Kisah Ratna berakhir tragis (sambil
menepuk perut dan mengucap mantra ‘amit-amit
jabang bayi’). Ratna urung kawin dengan Sambodo. Suami Ratna bangkrut,
bahkan berusaha mencuri harta miliknya. Ratna yang di awal cerita digambarkan
begitu cantik, menjadi rebutan bangsawan dan tuan-tuan Belanda menjadi
lontang-lantung nasibnya. Ia kembali menjadi nyai seorang Belanda dan
dikabarkan tega meracun suaminya sendiri hingga mati. Sedikit subyektif saya
berpanjang lebar dengan cerita ini karena unsur kesamaan nama yang tidak
disengaja.
Sedikit meloncat, bukan kebetulan
kalau sehari sebelumnya saya menonton film The
Lover yang diadaptasi dari novel Marguirite Duras. Kalau dicari-cari
kesamaannya, maka saya menemukan bentuk kemiripan dari cerita kehidupan
percintaan antar ras, tragis dan selalu tak berakhir bahagia. Setelah menonton
filmnya, saya baru mengerti apa yang dimaksud Masnya teman sebelah tentang
keintiman antara sastra dan film. Novelnya intim dengan dengan gaya tutur orang
pertama, sering disebut juga sebagai nukilan kehidupan Duras sendiri. Sedangkan
filmnya sangat intim dengan kamera yang sering menampilkan gambar-gambar close-up, bahkan sampai ke permukaan
kulit. Film ini berkisah tentang percintaan gadis Prancis dan Pria Cina dewasa
yang berlatar di Vietnam, koloni Prancis pada waktu itu. Sebuah kisah cinta
remaja yang tidak biasa. Keintiman antara gambar dan narasi dalam film ini
memang asyik. Lho, kok jadi ngomongin film. Sebelum jauh, mari
kita kembali.
Saya tidak tahu bagaimana Pram
menggolongkan dua cerita sebelumnya sebagai cerita pop dan cerita ketiga yang berjudul
Busono, 1912 adalah termasuk jenis sastra. Cerita pop, kata Pram, ditulis hanya
untuk dijual kepada mereka yang memerlukan hiburan. Sedangkan Busono, 1912 memuat
pergulatan mimpi-mimpi T.A.S dengan kenyataan yang harus dihadapinya. Memang
sangat disayangkan bahwa hanya sebagian kecil saja dari cerita ketiga ini yang
bisa diselamatkan.
Dari cerita ketiga yang kental
dengan unsur otobiografi T.A.S, kita bisa menemukan kemunculan kesadaran
pribumi lewat jurnalisme, selain juga tetap dengan kisah percintaan Busono.

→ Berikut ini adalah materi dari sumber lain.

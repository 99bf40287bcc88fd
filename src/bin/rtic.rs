//! C11: the CLI front door.
//!
//! Hand-parses exactly two positional arguments, matching
//! `original_source/rtic.cpp::main`'s own bare `argv` walk. No
//! argument-parsing crate: two positional paths don't warrant one.

use std::fs::File;
use std::io;
use std::path::PathBuf;
use std::process::ExitCode;

use rtic::{compile_database, CompileError, Diagnostics};

fn run() -> Result<(), CompileError> {
    let mut args = std::env::args_os().skip(1);
    let (Some(input_arg), Some(output_arg), None) = (args.next(), args.next(), args.next())
    else {
        return Err(CompileError::Usage);
    };

    let mut diagnostics = Diagnostics::stderr();
    let output_dir = PathBuf::from(output_arg);

    if input_arg == "-" {
        compile_database(io::stdin(), &output_dir, &mut diagnostics)
    } else {
        let path = PathBuf::from(&input_arg);
        let file = File::open(&path).map_err(|source| CompileError::OpenInput {
            path: path.clone(),
            source,
        })?;
        compile_database(file, &output_dir, &mut diagnostics)
    }
}

fn main() -> ExitCode {
    match run() {
        Ok(()) => ExitCode::SUCCESS,
        Err(err) => {
            eprintln!("{err}");
            ExitCode::from(255)
        }
    }
}
//! C10: a structured sink for the warning-level conditions spec.md §7
//! calls out (orphaned continuation lines, duplicate entries, unresolved
//! `use=` targets, unknown escapes, I/O and symlink warnings).
//!
//! None of these affect the process exit code (spec.md §7); centralizing
//! them here just keeps the wording in one place and gives tests
//! something to assert against instead of scraping stderr.

use std::io::{self, Write};

pub struct Diagnostics<W: Write> {
    out: W,
    warnings: usize,
}

impl Diagnostics<io::Stderr> {
    #[must_use]
    pub fn stderr() -> Self {
        Diagnostics {
            out: io::stderr(),
            warnings: 0,
        }
    }
}

impl<W: Write> Diagnostics<W> {
    #[must_use]
    pub fn new(out: W) -> Self {
        Diagnostics { out, warnings: 0 }
    }

    #[must_use]
    pub fn warning_count(&self) -> usize {
        self.warnings
    }

    fn emit(&mut self, message: std::fmt::Arguments<'_>) {
        self.warnings += 1;
        // A write failure on the diagnostic stream itself has nowhere
        // further to report to; drop it rather than panic mid-compile.
        let _ = writeln!(self.out, "{message}");
    }

    pub fn orphaned_line(&mut self, line: usize) {
        self.emit(format_args!("line {line}: orphaned line ignored."));
    }

    pub fn duplicate_entry(&mut self, line: usize, name: &str) {
        self.emit(format_args!(
            "line {line}: duplicate terminfo entry ignored: {name}"
        ));
    }

    pub fn unresolved_use(&mut self, entry: &str, target: &str) {
        self.emit(format_args!(
            "Entry '{entry}': unresolved link to '{target}' ignored."
        ));
    }

    pub fn unknown_escape(&mut self, line: usize, ch: char) {
        self.emit(format_args!("{line}: unknown escape: {ch}"));
    }

    pub fn io_warning(&mut self, path: &std::path::Path, error: &io::Error) {
        self.emit(format_args!("{}: {error}", path.display()));
    }

    pub fn symlink_warning(&mut self, alias: &str, primary: &str, error: &io::Error) {
        self.emit(format_args!(
            "Cannot create alias {alias} for {primary}. {error}"
        ));
    }

    pub fn entry_too_large(&mut self, name: &str) {
        self.emit(format_args!(
            "entry '{name}': compiled size exceeds 16-bit limits, skipped."
        ));
    }
}

#[cfg(test)]
mod tests {
    use super::*;

    #[test]
    fn counts_and_formats_warnings() {
        let mut buf = Vec::new();
        {
            let mut diag = Diagnostics::new(&mut buf);
            diag.orphaned_line(3);
            diag.duplicate_entry(7, "dumb");
            assert_eq!(diag.warning_count(), 2);
        }
        let text = String::from_utf8(buf).unwrap();
        assert!(text.contains("line 3: orphaned line ignored."));
        assert!(text.contains("line 7: duplicate terminfo entry ignored: dumb"));
    }
}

Sebagai gambaran sosok pribadi T.A.S, kita akan mendapati pemikiran-pemikiran
awalnya, bagaimana ia mengkritik para priyayi baik besar maupun kecil yang
dengan mudahnya bisa disogok. Itu juga karena gaji mereka sangat rendah dengan
jenjang pangkat yang jauh. Akan saya kutipkan lagi bagian dalam cerita Busono,
1912.
“Apakah bangsa lain itu semua jadi pegawai gubermen?

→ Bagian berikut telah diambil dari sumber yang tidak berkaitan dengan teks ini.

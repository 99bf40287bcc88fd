//! C8: writing compiled entries to the output tree.
//!
//! Grounded on `original_source/rtic.cpp::mkdirIfNeeded` and the
//! alias-symlink loop in `updateDB`: entries land two levels deep, keyed
//! by the first character of their primary name, and every alias
//! (including the trailing long name) becomes a symlink pointing at the
//! primary file.

use std::fs;
use std::io::{self, Write};
use std::path::{Path, PathBuf};
use std::time::SystemTime;

use crate::diagnostics::Diagnostics;
use crate::entry::CompilerState;
use crate::serialize::serialize_entry;

/// The subdirectory an entry or alias named `name` lives under: its raw
/// first character, as a single-character directory name. No case
/// folding: `original_source/rtic.cpp:1060` buckets on `e->first[0]`
/// verbatim, so `vt100` and `Vt100` fall under different buckets (`v/`
/// and `V/`) just as the original does.
fn bucket_dir(output_dir: &Path, name: &str) -> Option<PathBuf> {
    let first = name.chars().next()?;
    let mut bucket = String::new();
    bucket.push(first);
    Some(output_dir.join(bucket))
}

/// Create `dir` if it doesn't exist. If it already exists as a directory,
/// touch its mtime so downstream build systems observe the update
/// (mirrors `original_source/rtic.cpp::mkdirIfNeeded`'s `utime(dirName,
/// NULL)` call); if it exists but is not a directory, that's a hard
/// failure for this path, not a silent success.
fn mkdir_if_needed(dir: &Path) -> io::Result<()> {
    match fs::metadata(dir) {
        Ok(meta) if meta.is_dir() => {
            touch_mtime(dir);
            Ok(())
        }
        Ok(_) => Err(io::Error::new(
            io::ErrorKind::AlreadyExists,
            "already exists and is not a directory",
        )),
        Err(e) if e.kind() == io::ErrorKind::NotFound => fs::create_dir_all(dir),
        Err(e) => Err(e),
    }
}

/// Best-effort; the original ignores `utime`'s return value too.
fn touch_mtime(dir: &Path) {
    if let Ok(file) = fs::File::open(dir) {
        let _ = file.set_modified(SystemTime::now());
    }
}

/// Compile and write every entry in `state` under `output_dir`, then
/// materialize every alias as a symlink to its primary's file.
///
/// Entries whose compiled form would overflow the format's 16-bit fields,
/// or whose bucket directory can't be created, are diagnosed and skipped
/// rather than failing the whole run (spec.md §7: "per-entry output
/// failure: skip that entry and continue", matching
/// `original_source/rtic.cpp:1062`'s `if (!mkdirIfNeeded(...)) continue;`);
/// a missing entry simply has no alias targets created for it. Only the
/// output root itself (`output_dir`) aborts the whole run on failure.
pub fn write_database<W: Write>(
    state: &CompilerState,
    output_dir: &Path,
    diag: &mut Diagnostics<W>,
) -> std::io::Result<()> {
    mkdir_if_needed(output_dir)?;

    for (name, entry) in &state.entries {
        let Some(dir) = bucket_dir(output_dir, name) else {
            continue;
        };
        let bytes = match serialize_entry(entry) {
            Ok(bytes) => bytes,
            Err(_) => {
                diag.entry_too_large(name);
                continue;
            }
        };

        if let Err(e) = mkdir_if_needed(&dir) {
            diag.io_warning(&dir, &e);
            continue;
        }
        let path = dir.join(name);
        if let Err(e) = fs::write(&path, &bytes) {
            diag.io_warning(&path, &e);
        }
    }

    for (alias, primary) in &state.aliases {
        if alias == primary || !state.entries.contains_key(primary) {
            continue;
        }
        let Some(dir) = bucket_dir(output_dir, alias) else {
            continue;
        };
        if let Err(e) = mkdir_if_needed(&dir) {
            diag.io_warning(&dir, &e);
            continue;
        }
        let link_path = dir.join(alias);
        let target = primary_link_target(alias, primary);
        if let Err(e) = create_symlink(&target, &link_path) {
            diag.symlink_warning(alias, primary, &e);
        }
    }

    Ok(())
}

/// The path an alias symlink should point at, relative to the alias's own
/// bucket directory: the bare primary name when the alias shares its
/// first-letter bucket with the primary, otherwise `../<bucket>/<primary>`
/// (spec.md §4.8). Bucketing uses the raw first character, same as
/// `bucket_dir` — no case folding.
fn primary_link_target(alias: &str, primary: &str) -> PathBuf {
    let alias_first = alias.chars().next();
    let primary_first = primary.chars().next();
    if alias_first == primary_first {
        return PathBuf::from(primary);
    }
    let Some(first) = primary_first else {
        return PathBuf::from(primary);
    };
    let mut bucket = String::new();
    bucket.push(first);
    Path::new("..").join(bucket).join(primary)
}

/// Create the alias symlink, leaving whatever already occupies `link`
/// untouched on collision: spec.md §4.8/§7 require `EEXIST` on symlink
/// creation to be silently ignored, not the target pre-emptively unlinked
/// (`original_source/rtic.cpp:1179`). Nothing prevents an alias name from
/// colliding with a different entry's primary name, so unlinking first
/// would silently destroy an already-written compiled entry file.
#[cfg(unix)]
fn create_symlink(target: &Path, link: &Path) -> std::io::Result<()> {
    match std::os::unix::fs::symlink(target, link) {
        Ok(()) => Ok(()),
        Err(e) if e.kind() == std::io::ErrorKind::AlreadyExists => Ok(()),
        Err(e) => Err(e),
    }
}

#[cfg(not(unix))]
fn create_symlink(target: &Path, link: &Path) -> std::io::Result<()> {
    match std::os::windows::fs::symlink_file(target, link) {
        Ok(()) => Ok(()),
        Err(e) if e.kind() == std::io::ErrorKind::AlreadyExists => Ok(()),
        Err(e) => Err(e),
    }
}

Tidak, bukan? Apakah kita kekurangan modal? Sama sekali tidak. Modal cukup
banyak pada kita, asal mau mencarinya saja. Apalagi kalau kita mau bersemboyan
sedikit-sedikit menjadi bukit. Berbagai onderneming, pabrik, toko, kongsi itu, semua
milik orang Eropa, atau miliki bangsa lain, di samping milik Sri Ratu ada
perorangan dan ada milik bersama. Mereka, bangsa Eropa, mengumpulkan modal
sedikit sedikit dan setelah terkumpul mereka lalu mendirikan kongsi besar.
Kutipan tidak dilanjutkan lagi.